La carriera di Thomas Walkup in Europa potrebbe prendere una svolta decisiva. Il playmaker americano, attualmente sotto contratto con l’Olympiacos è al centro di una trattativa che potrebbe portarlo a Dubai. L’offerta del club emiratino, pari a 1,5 milioni di euro ha acceso i riflettori su una situazione che sembra sempre più complessa.
Secondo le ultime indiscrezioni, al momento non ci sono contatti tra Walkup e la dirigenza dell’Olympiacos. La proposta di Dubai ha creato un impasse che potrebbe influenzare anche la presenza del giocatore al primo raduno stagionale della squadra greca.
L’offerta di Dubai e la risposta dell’Olympiacos
Il Dubai Basketball guidato dal general manager Dejan Kamenjasevic ha fatto sapere di essere alla ricerca di un playmaker e che Walkup è uno dei nomi in cima alla lista. Tuttavia, l’operazione dipende dalla capacità di raggiungere un accordo con l’Olympiacos o dalla possibilità che Walkup esca dal suo contratto attuale.
Kamenjasevic ha anche affrontato il tema delle indiscrezioni sul budget del club emiratino, sottolineando come spesso i rumors siano esagerati. Il dirigente ha ribadito che il budget operativo di Dubai non è tra i primi cinque dell’EuroLeague ridimensionando le cifre circolate negli ultimi mesi.
Il progetto NBA Europe e le ambizioni di Dubai
Durante l’intervista a Mozzart Sport Kamenjasevic ha parlato anche del progetto NBA Europe definendolo una nuvola che ci gira costantemente intorno. Secondo il dirigente, il progetto non vedrà la luce a meno che non venga raggiunto un accordo commerciale con l’EuroLeague.
Il club emiratino ha già portato in squadra diversi giocatori di alto livello, tra cui Davis BertansDzanan Musa e McKinley Wright IV. La squadra, allenata da Xavi Pascual punta a costruire un roster competitivo per la prossima stagione.
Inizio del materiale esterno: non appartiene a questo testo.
//! Tagged entity payloads
//!
//! A small structured-value tree attached to cells that carry more state than
//! a type and aux data can express (container contents, sign text, spawner
//! settings).

use serde::{Deserialize, Serialize};
use std::collections::BTreeMap;

/// Key under which containers keep their inventory
pub const ITEMS_KEY: &str = "Items";

/// A single tag value
#[derive(Debug, Clone, PartialEq, Serialize, Deserialize)]
pub enum Tag {
    Byte(i8),
    Int(i32),
    Long(i64),
    Double(f64),
    String(String),
    List(Vec<Tag>),
    Compound(CompoundTag),
}

/// Named tags, ordered by key
#[derive(Debug, Clone, PartialEq, Default, Serialize, Deserialize)]
#[serde(transparent)]
pub struct CompoundTag {
    entries: BTreeMap<String, Tag>,
}

impl CompoundTag {
    pub fn new() -> Self {
        Self::default()
    }

    pub fn insert(&mut self, key: impl Into<String>, value: Tag) -> Option<Tag> {
        self.entries.insert(key.into(), value)
    }

    /// Builder-style insert
    pub fn with(mut self, key: impl Into<String>, value: Tag) -> Self {
        self.insert(key, value);
        self
    }

    pub fn get(&self, key: &str) -> Option<&Tag> {
        self.entries.get(key)
    }

    pub fn remove(&mut self, key: &str) -> Option<Tag> {
        self.entries.remove(key)
    }

    pub fn contains_key(&self, key: &str) -> bool {
        self.entries.contains_key(key)
    }

    pub fn len(&self) -> usize {
        self.entries.len()
    }

    pub fn is_empty(&self) -> bool {
        self.entries.is_empty()
    }

    pub fn iter(&self) -> impl Iterator<Item = (&str, &Tag)> {
        self.entries.iter().map(|(k, v)| (k.as_str(), v))
    }

    /// Whether this tag holds a non-empty inventory list
    pub fn has_items(&self) -> bool {
        matches!(self.get(ITEMS_KEY), Some(Tag::List(items)) if !items.is_empty())
    }

    /// Copy `other`'s entries over this tag, replacing existing keys
    pub fn merge(&mut self, other: &CompoundTag) {
        for (key, value) in &other.entries {
            self.entries.insert(key.clone(), value.clone());
        }
    }
}
//! Queue Scheduler
//!
//! Host-side driver for several coordinators. Each `tick()` grants every live
//! run one window and retires runs that have ended.

use super::coordinator::{ChunkCoordinator, CoordinatorState};
use crate::error::QueueError;
use std::fmt;

/// Handle to a submitted run
#[derive(Debug, Clone, Copy, PartialEq, Eq, Hash, PartialOrd, Ord)]
pub struct QueueId(u64);

impl fmt::Display for QueueId {
    fn fmt(&self, f: &mut fmt::Formatter<'_>) -> fmt::Result {
        write!(f, "queue#{}", self.0)
    }
}

/// What happened during one tick
#[derive(Debug, Default)]
pub struct TickReport {
    pub tick: u64,
    /// Windows granted this tick
    pub windows: usize,
    pub chunks_processed: usize,
    /// Runs that completed this tick
    pub finished: Vec<QueueId>,
    /// Runs that ended on a fatal error this tick
    pub failed: Vec<(QueueId, QueueError)>,
}

impl TickReport {
    pub fn is_idle(&self) -> bool {
        self.windows == 0
    }
}

#[derive(Debug, Default)]
pub struct QueueScheduler {
    next_id: u64,
    tick: u64,
    queues: Vec<(QueueId, ChunkCoordinator)>,
}

impl QueueScheduler {
    pub fn new() -> Self {
        Self::default()
    }

    /// Take ownership of a run, starting it if needed
    pub fn submit(&mut self, mut coordinator: ChunkCoordinator) -> QueueId {
        let id = QueueId(self.next_id);
        self.next_id += 1;

        if coordinator.state() == CoordinatorState::Pending {
            coordinator.start();
        }
        log::debug!("[Scheduler] Submitted {} ({})", id, coordinator.progress());
        self.queues.push((id, coordinator));
        id
    }

    /// Grant one window to every live run
    pub fn tick(&mut self) -> TickReport {
        self.tick += 1;
        let mut report = TickReport {
            tick: self.tick,
            ..Default::default()
        };

        for (id, coordinator) in self.queues.iter_mut() {
            if coordinator.is_finished() {
                continue;
            }
            report.windows += 1;
            match coordinator.advance_window() {
                Ok(window) => report.chunks_processed += window.chunks_processed,
                Err(error) => {
                    log::error!("[Scheduler] {} failed: {}", id, error);
                    report.failed.push((*id, error));
                }
            }
        }

        // Retire everything that has ended, including runs finished before this tick
        self.queues.retain(|(id, coordinator)| match coordinator.state() {
            CoordinatorState::Completed => {
                report.finished.push(*id);
                false
            }
            CoordinatorState::Cancelled | CoordinatorState::Failed => false,
            CoordinatorState::Pending | CoordinatorState::Running => true,
        });

        report
    }

    /// Cancel and drop a run. Returns false for unknown or retired ids.
    pub fn cancel(&mut self, id: QueueId) -> bool {
        let Some(index) = self.queues.iter().position(|(queue_id, _)| *queue_id == id) else {
            return false;
        };
        let (_, mut coordinator) = self.queues.remove(index);
        coordinator.cancel();
        true
    }

    pub fn get(&self, id: QueueId) -> Option<&ChunkCoordinator> {
        self.queues
            .iter()
            .find(|(queue_id, _)| *queue_id == id)
            .map(|(_, coordinator)| coordinator)
    }

    /// Runs not yet retired
    pub fn active(&self) -> usize {
        self.queues.len()
    }

    /// Tick until no runs remain or `max_ticks` is reached. Returns ticks run.
    pub fn run_until_idle(&mut self, max_ticks: usize) -> usize {
        let mut ticks = 0;
        while ticks < max_ticks && !self.queues.is_empty() {
            self.tick();
            ticks += 1;
        }
        ticks
    }
}

#[cfg(test)]
mod tests {
    use super::*;
    use crate::error::QueueResult;
    use crate::queue::ChunkApplyStats;
    use crate::world::core::ChunkPos;
    use std::time::Duration;

    fn counting_run(chunks: i32, missing: Option<ChunkPos>) -> ChunkCoordinator {
        ChunkCoordinator::builder()
            .with_chunks((0..chunks).map(|z| ChunkPos::new(0, z)))
            .with_applier(
                move |key: ChunkPos, _report: &mut dyn FnMut(QueueError)| -> QueueResult<ChunkApplyStats> {
                    if missing == Some(key) {
                        return Err(QueueError::ChunkNotStaged(key));
                    }
                    Ok(ChunkApplyStats::default())
                },
            )
            .with_initial_batch_size(1)
            .with_max_iteration_time(Duration::ZERO)
            .build()
            .unwrap()
    }

    #[test]
    fn test_tick_interleaves_runs() {
        let mut scheduler = QueueScheduler::new();
        let short = scheduler.submit(counting_run(1, None));
        let long = scheduler.submit(counting_run(3, None));

        let first = scheduler.tick();
        assert_eq!(first.windows, 2);
        assert_eq!(first.chunks_processed, 2);
        assert_eq!(first.finished, vec![short]);
        assert_eq!(scheduler.active(), 1);
        assert_eq!(scheduler.get(long).map(|c| c.remaining()), Some(2));

        assert_eq!(scheduler.run_until_idle(10), 2);
        assert_eq!(scheduler.active(), 0);
        assert!(scheduler.tick().is_idle());
    }

    #[test]
    fn test_fatal_run_is_retired_and_reported() {
        let mut scheduler = QueueScheduler::new();
        let bad = scheduler.submit(counting_run(3, Some(ChunkPos::new(0, 0))));
        let good = scheduler.submit(counting_run(1, None));

        let report = scheduler.tick();

        assert_eq!(report.failed.len(), 1);
        assert_eq!(report.failed[0].0, bad);
        assert!(report.failed[0].1.is_fatal());
        assert_eq!(report.finished, vec![good]);
        assert_eq!(scheduler.active(), 0);
    }

    #[test]
    fn test_cancel_removes_run() {
        let mut scheduler = QueueScheduler::new();
        let id = scheduler.submit(counting_run(5, None));
        scheduler.tick();

        assert!(scheduler.cancel(id));
        assert!(!scheduler.cancel(id));
        assert_eq!(scheduler.active(), 0);
        assert_eq!(id.to_string(), "queue#0");
    }

    #[test]
    fn test_run_until_idle_respects_limit() {
        let mut scheduler = QueueScheduler::new();
        scheduler.submit(counting_run(10, None));

        assert_eq!(scheduler.run_until_idle(4), 4);
        assert_eq!(scheduler.active(), 1);
    }
}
Le reazioni e le prospettive future
La situazione di Walkup è complessa e potrebbe avere ripercussioni non solo sul giocatore ma anche sul mercato del basket europeo. L’Olympiacos, da parte sua, sembra non voler modificare le proprie richieste, rendendo difficile un accordo con Dubai.
Nel frattempo, il Panathinaikos ha fatto parlare di sé con un’offerta pubblica per Nikola Jokic resa nota dal proprietario Dimitris Giannakopoulos. Questo episodio ha acceso i riflettori sulle strategie di mercato dei club europei e sulle loro ambizioni di competere con le grandi squadre internazionali.
La vicenda di Walkup è solo uno dei tanti esempi di come il mercato del basket europeo stia diventando sempre più dinamico e competitivo. Con l’avvicinarsi della nuova stagione, le squadre stanno cercando di rafforzare i propri roster, e le trattative per i giocatori di alto livello sono al centro dell’attenzione.